Tujuh Orang Berebut Satu Piring Emas

Seringkali saya mendengar uneg-uneg dari beberapa orang teman, tentang padatnya Ibu kota negara. Jakarta, semua orang meyakini itulah surga bagi pencari uang dan kesuksesan. Katanya, disana kita bisa dengan mudah mendapatkan uang yang banyak, meraih kesuksesan dengan cepat, mudah menjadi terkenal. Ya, itulah keyakinan bagi sebagian besar bangsa ini.

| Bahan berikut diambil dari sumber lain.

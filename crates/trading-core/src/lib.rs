//! Core types and traits shared by the market-lab crates.
//!
//! This crate provides the foundational building blocks including:
//! - Market data types (Bar, BarSeries, Timeframe)
//! - Trade direction, open positions and closed trade records
//! - Per-bar trading signals
//! - Fundamental snapshots used by the stock screener
//! - Core traits for indicators and data sources

pub mod error;
pub mod traits;
pub mod types;

pub use error::{TradingError, TradingResult};
pub use traits::*;
pub use types::*;
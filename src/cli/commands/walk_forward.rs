//! Walk-forward analysis command.

use anyhow::{Context, Result};
use tracing::info;
use trading_backtest::save_walk_forward;
use trading_config::AppConfig;

use super::backtest::{load_series, reports_path};
use super::optimize::build_optimizer;
use crate::cli::BacktestArgs;

pub async fn run(args: BacktestArgs, config: &AppConfig) -> Result<()> {
    let series = load_series(&args, config).await?;
    let optimizer = build_optimizer(config)?;
    let settings = &config.backtest;

    let windows = optimizer.walk_forward(&series, settings.window_size, settings.test_size);
    if windows.is_empty() {
        anyhow::bail!(
            "Walk-forward analysis produced no windows ({} bars, window {}, test {})",
            series.len(),
            settings.window_size,
            settings.test_size
        );
    }

    println!("{}", "=".repeat(80));
    println!("WALK-FORWARD ANALYSIS");
    println!("{}", "=".repeat(80));
    for w in &windows {
        println!(
            "Window {:>2}: {:<22} train {:>8.4}  test {:>8.4}  ({} trades)",
            w.window,
            w.best_indicator_set,
            w.train_score,
            w.test_score,
            w.test_metrics.total_trades
        );
        println!("           train {}", w.train_period);
        println!("           test  {}", w.test_period);
    }
    let avg_test = windows.iter().map(|w| w.test_score).sum::<f64>() / windows.len() as f64;
    println!("\nAverage out-of-sample score: {:.4}", avg_test);
    info!(windows = windows.len(), avg_test, "Walk-forward analysis complete");

    let path = reports_path(config, "walk_forward_results.json");
    save_walk_forward(&windows, &path).context("Failed to save walk-forward results")?;
    info!(path = %path.display(), "Walk-forward results saved");
    Ok(())
}
//! Multi-indicator confluence strategy.
//!
//! Each enabled rule votes long or short on a bar. A bar becomes a signal
//! when enough rules agree, and bars where both sides reach the threshold are
//! dropped as conflicting.

use serde::{Deserialize, Serialize};
use trading_core::error::StrategyError;
use trading_core::types::{BarSeries, SignalFrame, TradingSession};
use trading_indicators::{keys, IndicatorFrame, IndicatorParams};
use trading_risk::ExitRules;

use crate::rules::all_rules;
use crate::Strategy;

/// Confluence strategy configuration.
#[derive(Debug, Clone, PartialEq, Serialize, Deserialize)]
#[serde(default)]
pub struct ConfluenceConfig {
    /// Rules that must agree before a signal fires
    pub min_confirmations: usize,
    pub session: TradingSession,
    pub exit_rules: ExitRules,
}

impl Default for ConfluenceConfig {
    fn default() -> Self {
        Self {
            min_confirmations: 2,
            session: TradingSession::default(),
            exit_rules: ExitRules::default(),
        }
    }
}

#[derive(Debug, Clone, Default)]
pub struct ConfluenceStrategy {
    config: ConfluenceConfig,
}

impl ConfluenceStrategy {
    pub fn new(config: ConfluenceConfig) -> Self {
        Self { config }
    }

    pub fn config(&self) -> &ConfluenceConfig {
        &self.config
    }

    /// Confirmations needed for `params`.
    ///
    /// A parameter set with fewer rules than `min_confirmations` could never
    /// signal, so the requirement is capped at the rule count (never below
    /// one).
    pub fn required_confirmations(&self, params: &IndicatorParams) -> u32 {
        let cap = params.signal_rule_count().max(1);
        self.config.min_confirmations.clamp(1, cap) as u32
    }
}

impl Strategy for ConfluenceStrategy {
    fn name(&self) -> &str {
        "confluence"
    }

    fn generate(
        &self,
        series: &BarSeries,
        frame: &IndicatorFrame,
        params: &IndicatorParams,
    ) -> Result<SignalFrame, StrategyError> {
        if params.signal_rule_count() == 0 {
            return Err(StrategyError::NoIndicators);
        }
        if frame.len() != series.len() {
            return Err(StrategyError::Internal(format!(
                "indicator frame has {} rows for {} bars",
                frame.len(),
                series.len()
            )));
        }
        if series.len() < 2 {
            return Err(StrategyError::InsufficientData {
                required: 2,
                available: series.len(),
            });
        }

        let n = series.len();
        let bars = series.bars();
        let mut signals = SignalFrame::with_len(n);

        for (i, bar) in bars.iter().enumerate() {
            signals.tradable[i] = self.config.session.is_tradable(bar, series.timeframe);
        }

        let rules = all_rules(series, frame, params);
        for rule in &rules {
            tracing::trace!(
                rule = %rule.name,
                long = rule.long_count(),
                short = rule.short_count(),
                "Rule evaluated"
            );
            for i in 0..n {
                if !signals.tradable[i] {
                    continue;
                }
                if rule.long[i] {
                    signals.long_strength[i] += 1;
                }
                if rule.short[i] {
                    signals.short_strength[i] += 1;
                }
            }
        }

        let required = self.required_confirmations(params);
        let atr = params
            .atr_stop()
            .map(|(period, mult)| (keys::atr(period), mult));

        for (i, bar) in bars.iter().enumerate() {
            let long = signals.long_strength[i] >= required;
            let short = signals.short_strength[i] >= required;
            signals.long_signal[i] = long && !short;
            signals.short_signal[i] = short && !long;

            let atr_stop = atr
                .as_ref()
                .and_then(|(column, mult)| frame.value(column, i).map(|v| v * mult));
            let (stop, target) = self.config.exit_rules.distances(bar.close, atr_stop);
            signals.stop_distance[i] = Some(stop);
            signals.take_profit_distance[i] = Some(target);
        }

        tracing::debug!(
            rules = rules.len(),
            required,
            long = signals.long_count(),
            short = signals.short_count(),
            params = %params.describe(),
            "Signals generated"
        );

        Ok(signals)
    }
}
impl SearchSummary {
    /// Text report of the winning parameters and every set's best score.
    pub fn report(&self) -> String {
        let rule = "=".repeat(80);
        let thin = "-".repeat(80);
        let mut lines = vec![
            rule.clone(),
            "PARAMETER OPTIMIZATION REPORT".to_string(),
            rule.clone(),
            format!("Optimization Metric: {}", self.optimization_metric),
            format!("Best Indicator Set: {}", self.best_indicator_set),
            format!("Best Score: {:.4}", self.best_score),
            String::new(),
            "BEST PARAMETERS:".to_string(),
            thin.clone(),
            self.best_params.describe(),
            String::new(),
            "RESULTS BY INDICATOR SET:".to_string(),
            thin,
        ];
        let mut ranked: Vec<_> = self.all_results.iter().collect();
        ranked.sort_by(|a, b| b.1.score.total_cmp(&a.1.score));
        for (name, r) in ranked {
            lines.push(format!(
                "{:<24} score {:>9.4}  trades {:>5}  win rate {:>6.2}%  return {:>7.2}%",
                name,
                r.score,
                r.trades,
                r.metrics.win_rate * 100.0,
                r.metrics.total_return * 100.0
            ));
        }
        lines.push(rule);
        lines.join("\n")
    }

    pub fn save(&self, path: impl AsRef<Path>) -> Result<(), TradingError> {
        let path = path.as_ref();
        if let Some(parent) = path.parent() {
            std::fs::create_dir_all(parent)?;
        }
        std::fs::write(path, serde_json::to_string_pretty(self)?)?;
        tracing::info!(path = %path.display(), "Optimization results saved");
        Ok(())
    }
}

/// One train/test step of a walk-forward run.
#[derive(Debug, Clone, Serialize, Deserialize)]
pub struct WalkForwardWindow {
    pub window: usize,
    pub train_period: String,
    pub test_period: String,
    pub best_indicator_set: String,
    pub best_params: IndicatorParams,
    pub train_score: f64,
    pub test_score: f64,
    pub test_metrics: PerformanceMetrics,
}

/// In-sample search followed by one out-of-sample run.
#[derive(Debug, Clone, Serialize, Deserialize)]
pub struct TrainTestResult {
    pub train_bars: usize,
    pub test_bars: usize,
    pub train: SearchSummary,
    pub test: OptimizationResult,
}

fn period(series: &BarSeries) -> String {
    match (series.first(), series.last()) {
        (Some(a), Some(b)) => format!("{} to {}", format_time(a.timestamp), format_time(b.timestamp)),
        _ => String::new(),
    }
}

fn set_name(kinds: &[IndicatorKind]) -> String {
    kinds
        .iter()
        .map(|k| k.label())
        .collect::<Vec<_>>()
        .join("+")
}

/// Scale `score` by `factor` (< 1) in the direction that makes it worse.
fn penalize(score: f64, factor: f64) -> f64 {
    if score >= 0.0 {
        score * factor
    } else {
        score / factor
    }
}

/// Grid-search optimizer.
#[derive(Debug, Clone)]
pub struct Optimizer {
    engine: BacktestEngine,
    grid: IndicatorParams,
    config: OptimizerConfig,
}

impl Optimizer {
    pub fn new(
        engine: BacktestEngine,
        grid: IndicatorParams,
        config: OptimizerConfig,
    ) -> Result<Self, TradingError> {
        if PerformanceMetrics::empty(Default::default())
            .get(&config.metric)
            .is_none()
        {
            return Err(TradingError::Config(format!(
                "unknown optimization metric '{}'",
                config.metric
            )));
        }
        grid.validate()?;
        Ok(Self {
            engine,
            grid,
            config,
        })
    }

    pub fn config(&self) -> &OptimizerConfig {
        &self.config
    }

    pub fn grid(&self) -> &IndicatorParams {
        &self.grid
    }

    /// Metric value with penalties applied.
    pub fn score(&self, metrics: &PerformanceMetrics) -> f64 {
        let mut score = self.raw_score(metrics);
        if metrics.total_trades < self.config.min_trades {
            score = penalize(score, TOO_FEW_TRADES_FACTOR);
        }
        if metrics.max_drawdown > self.config.drawdown_penalty_threshold {
            score = penalize(score, DEEP_DRAWDOWN_FACTOR);
        }
        score
    }

    fn raw_score(&self, metrics: &PerformanceMetrics) -> f64 {
        metrics
            .get(&self.config.metric)
            .filter(|v| v.is_finite())
            .unwrap_or(0.0)
    }

    /// Backtest one parameter set; failures are logged and dropped.
    pub fn evaluate(&self, series: &BarSeries, params: &IndicatorParams) -> Option<OptimizationResult> {
        match self.engine.run(series, params) {
            Ok(result) => Some(OptimizationResult {
                params: params.clone(),
                score: self.score(&result.metrics),
                trades: result.trades.len(),
                metrics: result.metrics,
            }),
            Err(e) => {
                tracing::warn!(params = %params.describe(), error = %e, "Backtest failed");
                None
            }
        }
    }

    /// Best single-valued parameter set drawn from `grid`.
    pub fn search(&self, series: &BarSeries, grid: &IndicatorParams) -> Option<OptimizationResult> {
        let candidates = grid.combinations();
        tracing::info!(
            combinations = candidates.len(),
            indicators = %grid.describe(),
            "Testing parameter combinations"
        );
        candidates
            .par_iter()
            .filter_map(|params| self.evaluate(series, params))
            .collect::<Vec<_>>()
            .into_iter()
            .max_by(|a, b| a.score.total_cmp(&b.score))
    }

    /// Optimize one indicator on its own.
    pub fn optimize_single(&self, series: &BarSeries, kind: IndicatorKind) -> Option<OptimizationResult> {
        if !kind.produces_signals() {
            tracing::debug!(indicator = %kind, "Indicator produces no entries on its own, skipping");
            return None;
        }
        if !self.grid.has(kind) {
            return None;
        }
        tracing::info!(indicator = %kind, "Optimizing single indicator");
        self.search(series, &self.grid.subset(&[kind]))
    }

    /// Optimize several indicators together.
    pub fn optimize_combination(
        &self,
        series: &BarSeries,
        kinds: &[IndicatorKind],
    ) -> Option<OptimizationResult> {
        tracing::info!(combination = %set_name(kinds), "Optimizing combination");
        self.search(series, &self.grid.subset(kinds))
    }

    /// Try every indicator alone, then the predefined combinations, and
    /// keep the best-scoring set.
    pub fn find_best(&self, series: &BarSeries) -> Option<SearchSummary> {
        let mut all_results = BTreeMap::new();

        for kind in self.grid.available_kinds() {
            if let Some(result) = self.optimize_single(series, kind) {
                all_results.insert(kind.label().to_string(), result);
            }
        }

        for combo in COMBINATIONS {
            let available: Vec<IndicatorKind> =
                combo.iter().copied().filter(|k| self.grid.has(*k)).collect();
            if available.len() < 2 {
                continue;
            }
            let name = set_name(&available);
            if all_results.contains_key(&name) {
                continue;
            }
            if let Some(result) = self.optimize_combination(series, &available) {
                all_results.insert(name, result);
            }
        }

        let (best_name, best) = all_results
            .iter()
            .max_by(|a, b| a.1.score.total_cmp(&b.1.score))
            .map(|(name, r)| (name.clone(), r.clone()))?;

        tracing::info!(best = %best_name, score = best.score, "Optimization complete");
        Some(SearchSummary {
            optimization_metric: self.config.metric.clone(),
            best_indicator_set: best_name,
            best_params: best.params,
            best_score: best.score,
            best_metrics: best.metrics,
            all_results,
        })
    }

    /// Rolling optimization: search on `window_size` bars, test the winner
    /// on the following `test_size` bars, then roll forward by `test_size`.
    pub fn walk_forward(
        &self,
        series: &BarSeries,
        window_size: usize,
        test_size: usize,
    ) -> Vec<WalkForwardWindow> {
        if test_size == 0 || series.len() <= window_size {
            return Vec::new();
        }
        let num_windows = ((series.len() - window_size) / test_size).min(self.config.max_windows);
        tracing::info!(windows = num_windows, "Performing walk-forward optimization");

        let mut results = Vec::new();
        for i in 0..num_windows {
            let train_start = i * test_size;
            let train_end = train_start + window_size;
            let test_end = (train_end + test_size).min(series.len());
            let train = series.slice(train_start..train_end);
            let test = series.slice(train_end..test_end);

            let Some(summary) = self.find_best(&train) else {
                tracing::warn!(window = i + 1, "No result on training window");
                continue;
            };
            let Some(test_result) = self.evaluate(&test, &summary.best_params) else {
                continue;
            };
            results.push(WalkForwardWindow {
                window: i + 1,
                train_period: period(&train),
                test_period: period(&test),
                best_indicator_set: summary.best_indicator_set,
                best_params: summary.best_params,
                train_score: summary.best_score,
                test_score: self.raw_score(&test_result.metrics),
                test_metrics: test_result.metrics,
            });
        }
        results
    }

    /// Search on the first `split` fraction of bars, test on the rest.
    pub fn train_test_validate(&self, series: &BarSeries, split: f64) -> Option<TrainTestResult> {
        let cut = (series.len() as f64 * split.clamp(0.0, 1.0)) as usize;
        if cut < 2 || series.len() - cut < 2 {
            tracing::warn!(bars = series.len(), split, "Not enough data for a train/test split");
            return None;
        }
        let train = series.slice(0..cut);
        let test = series.slice(cut..series.len());

        let summary = self.find_best(&train)?;
        let test_result = self.evaluate(&test, &summary.best_params)?;
        tracing::info!(
            train_score = summary.best_score,
            test_score = test_result.score,
            "Train/test validation complete"
        );
        Some(TrainTestResult {
            train_bars: train.len(),
            test_bars: test.len(),
            train: summary,
            test: test_result,
        })
    }
}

Ada sejuta orang dengan keahlian hebat, yang datang jauh-jauh dari daerahnya. Ada sejuta orang tanpa keahlian yang mumpuni, yang datang jauh-jauh dari daerahnya. Ada yang pada akhirnya jadi pengemis, pencopet, gelandangan, perampok, atau bahkan pembunuh. Akan tetapi, banyak juga yang sukses merealisasikan impian-impian besarnya, mulai dari menjadi actrist, musisi, seniman, desainer, sutradara, fotografer, pengusaha, pebisnis, dan lain sebagainya. Yah, mereka beramai-ramai memajukan dan membangun ibu kota negara Indonesia. Lalu bagaimana dengan nasib daerah asalnya, jika semua SDM berkualitas melarikan diri ke Jakarta? Ya, saya yakin anda sudah tahu pasti jawabannya.

Peluang-peluang emas itu ada di Jakarta, dan memang itulah kenyataannya. Baik pemerintah ataupun pengusaha, berkoar-koar mengajak bangsa ini memajukan daerah tertinggal, meskipun pada kenyataannya mereka yang berada disuatu daerah sangat jarang diberikan kesempatan emas. Mereka yang berada didaerah, hanya bisa mendapatkan penghasilan ataupun penghargaan yang pas-pasan, mereka yang berada didaerah tidak dipercaya mengerjakan proyek-proyek yang berskala nasional. Lalu apakah salah jika ada begitu banyak SDM yang berkeahlian tinggi melarikan diri ke Jakarta? Sebab, setelah mereka sudah menginjakkan kakinya di ibu kota negara itu, nasib mereka banyak yang berubah drastis, dari “hancur lebur” menjadi “agung”.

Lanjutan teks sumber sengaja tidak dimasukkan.